- [Exercise goal]: Search each line below for "reports", then return the lines where it appears.

- [Records supplied]:
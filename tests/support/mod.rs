// ABOUTME: Shared test support: in-memory cloud fakes and release builders.
// ABOUTME: Seeds a small healthy world a deployment can run against.

#![allow(dead_code)]

use async_trait::async_trait;
use chrono::Utc;
use nonempty::NonEmpty;
use parking_lot::Mutex;
use sha2::{Digest, Sha256};
use std::collections::{BTreeMap, HashMap};
use std::sync::Arc;

use stolos::cloud::{
    FleetApi, FleetError, FleetGroup, FleetInstance, GroupSpec, HealthError, InstanceHealth,
    InstanceHealthApi, LifecycleState, MemoryStore, ObjectStore, StoreError, TargetHealth,
    TargetHealthApi,
};
use stolos::deploy::{Clients, Deployer, RetryTuning, Tuning};
use stolos::machine::ran;
use stolos::release::{Release, ServiceSpec};
use stolos::types::{ArtifactRef, ConfigName, GroupId, InstanceId, ProjectName};

/// The bootstrap payload every mock release declares the digest of.
pub const USER_DATA: &[u8] = b"#!/bin/sh\nexec /srv/app/boot\n";

pub fn user_data_digest() -> String {
    format!("{:x}", Sha256::digest(USER_DATA))
}

/// A fully-specified release: two instances of one web role, both endpoint
/// flavors registered.
pub fn mock_release() -> Release {
    let mut services = BTreeMap::new();
    services.insert(
        "web".to_string(),
        ServiceSpec {
            desired_capacity: 2,
            load_balancers: vec!["web-elb".to_string()],
            target_groups: vec!["web-tg".to_string()],
        },
    );

    Release {
        project_name: ProjectName::new("app").unwrap(),
        config_name: ConfigName::new("staging").unwrap(),
        release_id: "r-100".to_string(),
        created_at: Some(Utc::now()),
        artifact: ArtifactRef::parse("app-image:1.4.2").unwrap(),
        user_data_sha256: user_data_digest(),
        timeout: Some(30),
        subnets: NonEmpty::from_vec(vec!["subnet-1a".to_string(), "subnet-1b".to_string()])
            .unwrap(),
        services,
        create_missing_groups: false,
    }
}

/// A release with every optional field left unset.
pub fn mock_minimal_release() -> Release {
    let mut services = BTreeMap::new();
    services.insert(
        "web".to_string(),
        ServiceSpec {
            desired_capacity: 1,
            load_balancers: vec!["web-elb".to_string()],
            target_groups: vec![],
        },
    );

    Release {
        project_name: ProjectName::new("app").unwrap(),
        config_name: ConfigName::new("staging").unwrap(),
        release_id: "r-101".to_string(),
        created_at: None,
        artifact: ArtifactRef::parse("app-image").unwrap(),
        user_data_sha256: user_data_digest(),
        timeout: None,
        subnets: NonEmpty::from_vec(vec!["subnet-1a".to_string()]).unwrap(),
        services,
        create_missing_groups: false,
    }
}

pub fn to_input(release: &Release) -> serde_json::Value {
    serde_json::to_value(release).expect("release serializes")
}

/// Tuning with real but tiny delays so trace tests finish in milliseconds.
pub fn fast_tuning() -> Tuning {
    Tuning {
        wait_for_deploy: std::time::Duration::from_millis(1),
        poll_interval: std::time::Duration::from_millis(5),
        poll_jitter: std::time::Duration::ZERO,
        max_capacity: 100,
        retry: RetryTuning {
            max_attempts: 3,
            base_delay: std::time::Duration::from_millis(1),
            max_delay: std::time::Duration::from_millis(5),
        },
    }
}

/// In-memory fleet backend: a mutable set of groups plus a record of every
/// mutation a deployment issued.
#[derive(Default)]
pub struct StaticFleet {
    pub groups: Mutex<Vec<FleetGroup>>,
    pub configured: Mutex<Vec<GroupSpec>>,
    pub capacity_updates: Mutex<Vec<(GroupId, u32)>>,
    pub deleted: Mutex<Vec<GroupId>>,
}

impl StaticFleet {
    pub fn add_group(&self, group: FleetGroup) {
        self.groups.lock().push(group);
    }
}

#[async_trait]
impl FleetApi for StaticFleet {
    async fn describe_groups(
        &self,
        project: &ProjectName,
        config: &ConfigName,
    ) -> Result<Vec<FleetGroup>, FleetError> {
        let prefix = format!("{project}-{config}-");
        Ok(self
            .groups
            .lock()
            .iter()
            .filter(|g| g.id.as_str().starts_with(&prefix))
            .cloned()
            .collect())
    }

    async fn configure_group(&self, spec: &GroupSpec) -> Result<(), FleetError> {
        self.configured.lock().push(spec.clone());
        Ok(())
    }

    async fn set_desired_capacity(&self, group: &GroupId, capacity: u32) -> Result<(), FleetError> {
        self.capacity_updates.lock().push((group.clone(), capacity));
        Ok(())
    }

    async fn delete_group(&self, group: &GroupId) -> Result<(), FleetError> {
        self.deleted.lock().push(group.clone());
        self.groups.lock().retain(|g| &g.id != group);
        Ok(())
    }
}

/// Scripted health responses keyed by endpoint name. Unknown endpoints report
/// zero members, which the poller treats as not yet healthy.
#[derive(Default)]
pub struct ScriptedHealth {
    pub instance: Mutex<HashMap<String, Vec<InstanceHealth>>>,
    pub target: Mutex<HashMap<String, Vec<TargetHealth>>>,
    /// Per-endpoint count of polls that report no members before the scripted
    /// response kicks in. Models instances coming up slowly.
    pub warmup_polls: Mutex<HashMap<String, u32>>,
    /// Per-endpoint count of polls whose query fails outright. Models a flaky
    /// health API during the rollout window.
    pub failing_polls: Mutex<HashMap<String, u32>>,
}

impl ScriptedHealth {
    pub fn set_instance_health(&self, endpoint: &str, members: Vec<InstanceHealth>) {
        self.instance.lock().insert(endpoint.to_string(), members);
    }

    pub fn set_target_health(&self, endpoint: &str, members: Vec<TargetHealth>) {
        self.target.lock().insert(endpoint.to_string(), members);
    }

    pub fn clear_endpoint(&self, endpoint: &str) {
        self.instance.lock().remove(endpoint);
        self.target.lock().remove(endpoint);
    }

    pub fn warm_up(&self, endpoint: &str, polls: u32) {
        self.warmup_polls.lock().insert(endpoint.to_string(), polls);
    }

    pub fn fail_queries(&self, endpoint: &str, polls: u32) {
        self.failing_polls.lock().insert(endpoint.to_string(), polls);
    }

    fn warming(&self, endpoint: &str) -> bool {
        let mut warmups = self.warmup_polls.lock();
        match warmups.get_mut(endpoint) {
            Some(0) | None => false,
            Some(remaining) => {
                *remaining -= 1;
                true
            }
        }
    }

    fn failing(&self, endpoint: &str) -> bool {
        let mut failures = self.failing_polls.lock();
        match failures.get_mut(endpoint) {
            Some(0) | None => false,
            Some(remaining) => {
                *remaining -= 1;
                true
            }
        }
    }
}

#[async_trait]
impl InstanceHealthApi for ScriptedHealth {
    async fn describe_instance_health(
        &self,
        load_balancer: &str,
    ) -> Result<Vec<InstanceHealth>, HealthError> {
        if self.failing(load_balancer) {
            return Err(HealthError::Unavailable(format!(
                "{load_balancer} is not answering"
            )));
        }
        if self.warming(load_balancer) {
            return Ok(vec![]);
        }
        Ok(self
            .instance
            .lock()
            .get(load_balancer)
            .cloned()
            .unwrap_or_default())
    }
}

#[async_trait]
impl TargetHealthApi for ScriptedHealth {
    async fn describe_target_health(
        &self,
        target_group: &str,
    ) -> Result<Vec<TargetHealth>, HealthError> {
        if self.failing(target_group) {
            return Err(HealthError::Unavailable(format!(
                "{target_group} is not answering"
            )));
        }
        if self.warming(target_group) {
            return Ok(vec![]);
        }
        Ok(self
            .target
            .lock()
            .get(target_group)
            .cloned()
            .unwrap_or_default())
    }
}

/// An object store that lets a different execution steal the lock the moment
/// it is written, for exercising the owner-mismatch release path.
pub struct UsurpingStore {
    pub inner: Arc<MemoryStore>,
}

#[async_trait]
impl ObjectStore for UsurpingStore {
    async fn get(&self, path: &str) -> Result<Vec<u8>, StoreError> {
        self.inner.get(path).await
    }

    async fn put_if_absent(&self, path: &str, body: Vec<u8>) -> Result<(), StoreError> {
        self.inner.put_if_absent(path, body.clone()).await?;
        if path.ends_with("/lock")
            && let Ok(mut record) = serde_json::from_slice::<serde_json::Value>(&body)
        {
            record["uuid"] = serde_json::json!(uuid::Uuid::new_v4());
            self.inner.insert(path, record.to_string().into_bytes());
        }
        Ok(())
    }

    async fn delete(&self, path: &str) -> Result<(), StoreError> {
        self.inner.delete(path).await
    }
}

/// Everything a deployment talks to, seeded consistently for one release.
pub struct World {
    pub store: Arc<MemoryStore>,
    pub fleet: Arc<StaticFleet>,
    pub health: Arc<ScriptedHealth>,
}

impl World {
    /// A world where the release's groups exist, instances are in service,
    /// and every registered endpoint reports the expected healthy members.
    pub fn for_release(release: &Release) -> Self {
        let store = Arc::new(MemoryStore::new());
        store.insert(&release.user_data_path(), USER_DATA);

        let fleet = Arc::new(StaticFleet::default());
        let health = Arc::new(ScriptedHealth::default());

        for (service, spec) in &release.services {
            let instances: Vec<FleetInstance> = (0..spec.desired_capacity)
                .map(|n| FleetInstance {
                    id: InstanceId::new(format!("i-{service}{n}")),
                    lifecycle_state: LifecycleState::InService,
                })
                .collect();

            fleet.add_group(FleetGroup {
                id: release.group_id(service),
                service: service.clone(),
                desired_capacity: spec.desired_capacity,
                instances: instances.clone(),
                load_balancers: spec.load_balancers.clone(),
                target_groups: spec.target_groups.clone(),
            });

            for lb in &spec.load_balancers {
                health.set_instance_health(
                    lb,
                    instances
                        .iter()
                        .map(|i| InstanceHealth {
                            instance: i.id.clone(),
                            state: stolos::cloud::HealthState::Healthy,
                        })
                        .collect(),
                );
            }
            for tg in &spec.target_groups {
                health.set_target_health(
                    tg,
                    instances
                        .iter()
                        .map(|i| TargetHealth {
                            target: i.id.clone(),
                            state: stolos::cloud::HealthState::Healthy,
                        })
                        .collect(),
                );
            }
        }

        Self {
            store,
            fleet,
            health,
        }
    }

    pub fn clients(&self) -> Clients {
        Clients {
            store: self.store.clone(),
            fleet: self.fleet.clone(),
            instance_health: self.health.clone(),
            target_health: self.health.clone(),
        }
    }

    pub fn deployer(&self) -> Deployer {
        Deployer::new(self.clients(), fast_tuning()).expect("step table is well formed")
    }
}

/// The trace every execution shares up through its first health check.
pub fn happy_prefix() -> Vec<String> {
    vec![
        "Validate".to_string(),
        ran("Validate"),
        "Lock".to_string(),
        ran("Lock"),
        "ValidateResources".to_string(),
        ran("ValidateResources"),
        "Deploy".to_string(),
        ran("Deploy"),
        "WaitForDeploy".to_string(),
        "WaitForHealthy".to_string(),
        "CheckHealthy".to_string(),
        ran("CheckHealthy"),
    ]
}

/// The tail every post-deploy failure shares.
pub fn failure_tail() -> Vec<String> {
    vec![
        "CleanUpFailure".to_string(),
        ran("CleanUpFailure"),
        "ReleaseLockFailure".to_string(),
        ran("ReleaseLockFailure"),
        "FailureClean".to_string(),
    ]
}

/// The complete single-poll successful trace.
pub fn happy_path() -> Vec<String> {
    let mut path = happy_prefix();
    path.extend([
        "CleanUpSuccess".to_string(),
        ran("CleanUpSuccess"),
        "ReleaseLockSuccess".to_string(),
        ran("ReleaseLockSuccess"),
        "Success".to_string(),
    ]);
    path
}
// ABOUTME: Fleet management capability trait and shared fleet resource types.
// ABOUTME: Describe, configure, rescale, and delete managed instance groups.

use async_trait::async_trait;
use serde::{Deserialize, Serialize};

use crate::types::{ArtifactRef, ConfigName, GroupId, InstanceId, ProjectName};

/// Fleet group mutation and discovery operations.
#[async_trait]
pub trait FleetApi: Send + Sync {
    /// List the fleet groups belonging to a project/config pair.
    async fn describe_groups(
        &self,
        project: &ProjectName,
        config: &ConfigName,
    ) -> Result<Vec<FleetGroup>, FleetError>;

    /// Apply a launch spec and desired capacity to a group, creating it if the
    /// backend supports that. Accept-only: instances materialize later.
    async fn configure_group(&self, spec: &GroupSpec) -> Result<(), FleetError>;

    /// Rescale an existing group.
    async fn set_desired_capacity(&self, group: &GroupId, capacity: u32) -> Result<(), FleetError>;

    /// Delete a group and its instances.
    async fn delete_group(&self, group: &GroupId) -> Result<(), FleetError>;
}

/// A managed instance group as the fleet backend reports it.
#[derive(Debug, Clone)]
pub struct FleetGroup {
    pub id: GroupId,
    /// The service role this group backs (the last segment of the group name).
    pub service: String,
    pub desired_capacity: u32,
    pub instances: Vec<FleetInstance>,
    pub load_balancers: Vec<String>,
    pub target_groups: Vec<String>,
}

impl FleetGroup {
    /// Instances currently in a `Terminating` lifecycle state.
    pub fn terminating_instances(&self) -> impl Iterator<Item = &FleetInstance> {
        self.instances
            .iter()
            .filter(|i| i.lifecycle_state == LifecycleState::Terminating)
    }
}

/// A single member instance of a fleet group.
#[derive(Debug, Clone)]
pub struct FleetInstance {
    pub id: InstanceId,
    pub lifecycle_state: LifecycleState,
}

/// Lifecycle state of a fleet instance as reported by the backend.
#[derive(Debug, Clone, Copy, PartialEq, Eq, Serialize, Deserialize)]
pub enum LifecycleState {
    Pending,
    InService,
    Standby,
    Terminating,
}

impl std::fmt::Display for LifecycleState {
    fn fmt(&self, f: &mut std::fmt::Formatter<'_>) -> std::fmt::Result {
        let s = match self {
            LifecycleState::Pending => "Pending",
            LifecycleState::InService => "InService",
            LifecycleState::Standby => "Standby",
            LifecycleState::Terminating => "Terminating",
        };
        write!(f, "{s}")
    }
}

/// The mutation request a deployment issues per service role.
#[derive(Debug, Clone)]
pub struct GroupSpec {
    pub name: GroupId,
    pub service: String,
    pub desired_capacity: u32,
    pub subnets: Vec<String>,
    pub artifact: ArtifactRef,
    pub user_data_sha256: String,
    pub load_balancers: Vec<String>,
    pub target_groups: Vec<String>,
}

/// Errors from fleet operations.
#[derive(Debug, thiserror::Error)]
pub enum FleetError {
    #[error("fleet group not found: {0}")]
    NotFound(String),

    #[error("invalid group spec: {0}")]
    InvalidSpec(String),

    #[error("rate limited: {0}")]
    RateLimited(String),

    #[error("fleet API unavailable: {0}")]
    Unavailable(String),
}
// ABOUTME: Best-effort cleanup steps and the lock-release steps for both terminals.
// ABOUTME: Nothing here may block the chain from reaching lock release.

use async_trait::async_trait;
use std::sync::Arc;

use crate::cloud::{FleetApi, ObjectStore};
use crate::machine::{StepTask, TaskOutcome};

use super::error::DeployError;
use super::lock::{self, Released};
use super::Rollout;

/// CleanUpFailure: revert what the fleet mutation changed, as far as the
/// snapshot allows. Strictly best-effort: every error is logged and
/// swallowed, because the one thing this step must do is hand control to
/// ReleaseLockFailure.
pub(crate) struct CleanUpFailureStep {
    pub fleet: Arc<dyn FleetApi>,
}

#[async_trait]
impl StepTask<Rollout, DeployError> for CleanUpFailureStep {
    async fn run(&self, ctx: &mut Rollout) -> Result<TaskOutcome, DeployError> {
        if !ctx.fleet_touched {
            return Ok(TaskOutcome::Advance);
        }

        let (Some(release), Some(snapshot)) = (&ctx.release, &ctx.snapshot) else {
            // Nothing known to restore from.
            return Ok(TaskOutcome::Advance);
        };

        for service in release.services.keys() {
            let id = release.group_id(service);
            let Some(prior) = snapshot.prior_capacity(&id) else {
                continue;
            };
            match self.fleet.set_desired_capacity(&id, prior).await {
                Ok(()) => {
                    tracing::info!(group = %id, prior, "restored prior desired capacity");
                }
                Err(e) => {
                    tracing::warn!(group = %id, error = %e, "failed to restore desired capacity");
                }
            }
        }

        Ok(TaskOutcome::Advance)
    }
}

/// CleanUpSuccess: prune groups of this project/config whose service role the
/// release no longer defines. Also best-effort; a leftover group is an
/// operator chore, not a failed deployment.
pub(crate) struct CleanUpSuccessStep {
    pub fleet: Arc<dyn FleetApi>,
}

#[async_trait]
impl StepTask<Rollout, DeployError> for CleanUpSuccessStep {
    async fn run(&self, ctx: &mut Rollout) -> Result<TaskOutcome, DeployError> {
        let (Some(release), Some(snapshot)) = (&ctx.release, &ctx.snapshot) else {
            return Ok(TaskOutcome::Advance);
        };

        for group in snapshot.groups() {
            if release.services.contains_key(&group.service) {
                continue;
            }
            match self.fleet.delete_group(&group.id).await {
                Ok(()) => {
                    tracing::info!(group = %group.id, "removed group for retired service role");
                }
                Err(e) => {
                    tracing::warn!(group = %group.id, error = %e, "failed to remove retired group");
                }
            }
        }

        Ok(TaskOutcome::Advance)
    }
}

/// ReleaseLockSuccess / ReleaseLockFailure: give the target back.
///
/// Runs on every path where a lock might have been acquired; a missing or
/// mismatched record is reported and ignored so the chain always terminates.
/// Store errors are surfaced as transient for the engine's retry budget, and
/// the step's failure edge points at the same terminal, so even exhaustion
/// cannot strand the execution.
pub(crate) struct ReleaseLockStep {
    pub store: Arc<dyn ObjectStore>,
}

#[async_trait]
impl StepTask<Rollout, DeployError> for ReleaseLockStep {
    async fn run(&self, ctx: &mut Rollout) -> Result<TaskOutcome, DeployError> {
        let Some(claim) = ctx.claim.take() else {
            return Ok(TaskOutcome::Advance);
        };

        match lock::release(self.store.as_ref(), &claim.path, claim.uuid).await {
            Ok(Released::Deleted) => {
                tracing::info!(path = %claim.path, "deployment lock released");
            }
            Ok(Released::NotHeld) => {
                tracing::warn!(path = %claim.path, "lock was already gone at release");
            }
            Ok(Released::OwnerMismatch { held_by }) => {
                tracing::warn!(
                    path = %claim.path,
                    ours = %claim.uuid,
                    %held_by,
                    "lock now owned by another execution; leaving it in place"
                );
            }
            Ok(Released::Unreadable) => {
                tracing::warn!(path = %claim.path, "lock record unreadable at release; leaving it in place");
            }
            Err(e) => {
                // Put the claim back so a retry attempts the release again.
                ctx.claim = Some(claim);
                return Err(DeployError::transient(e));
            }
        }

        Ok(TaskOutcome::Advance)
    }
}
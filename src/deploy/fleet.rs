// ABOUTME: The Deploy step: issue the fleet mutation and start the clock.
// ABOUTME: Accept-only; instance materialization is the health poller's concern.

use async_trait::async_trait;
use std::sync::Arc;
use std::time::{Duration, Instant};

use crate::cloud::{FleetApi, GroupSpec};
use crate::machine::{StepTask, TaskOutcome};

use super::Rollout;
use super::error::DeployError;

pub(crate) struct DeployStep {
    pub fleet: Arc<dyn FleetApi>,
}

#[async_trait]
impl StepTask<Rollout, DeployError> for DeployStep {
    async fn run(&self, ctx: &mut Rollout) -> Result<TaskOutcome, DeployError> {
        let release = ctx.release()?.clone();

        // The deadline runs from here. A non-positive budget can never
        // converge, so it fails before the fleet is touched; callers use that
        // deliberately to exercise the failure path quickly.
        let timeout = release.timeout.unwrap_or_default();
        if timeout <= 0 {
            return Err(DeployError::Timeout(format!(
                "release timeout is {timeout}s; health can never be verified"
            )));
        }
        ctx.deadline = Some(Instant::now() + Duration::from_secs(timeout as u64));

        for (service, spec) in &release.services {
            let group_spec = GroupSpec {
                name: release.group_id(service),
                service: service.clone(),
                desired_capacity: spec.desired_capacity,
                subnets: release.subnets.iter().cloned().collect(),
                artifact: release.artifact.clone(),
                user_data_sha256: release.user_data_sha256.clone(),
                load_balancers: spec.load_balancers.clone(),
                target_groups: spec.target_groups.clone(),
            };

            self.fleet.configure_group(&group_spec).await?;
            ctx.fleet_touched = true;
            tracing::info!(
                group = %group_spec.name,
                desired = group_spec.desired_capacity,
                artifact = %group_spec.artifact,
                "fleet mutation accepted"
            );
        }

        Ok(TaskOutcome::Advance)
    }
}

- [Exercise output]:
    /// and every registered endpoint reports the expected healthy members.
/// A managed instance group as the fleet backend reports it.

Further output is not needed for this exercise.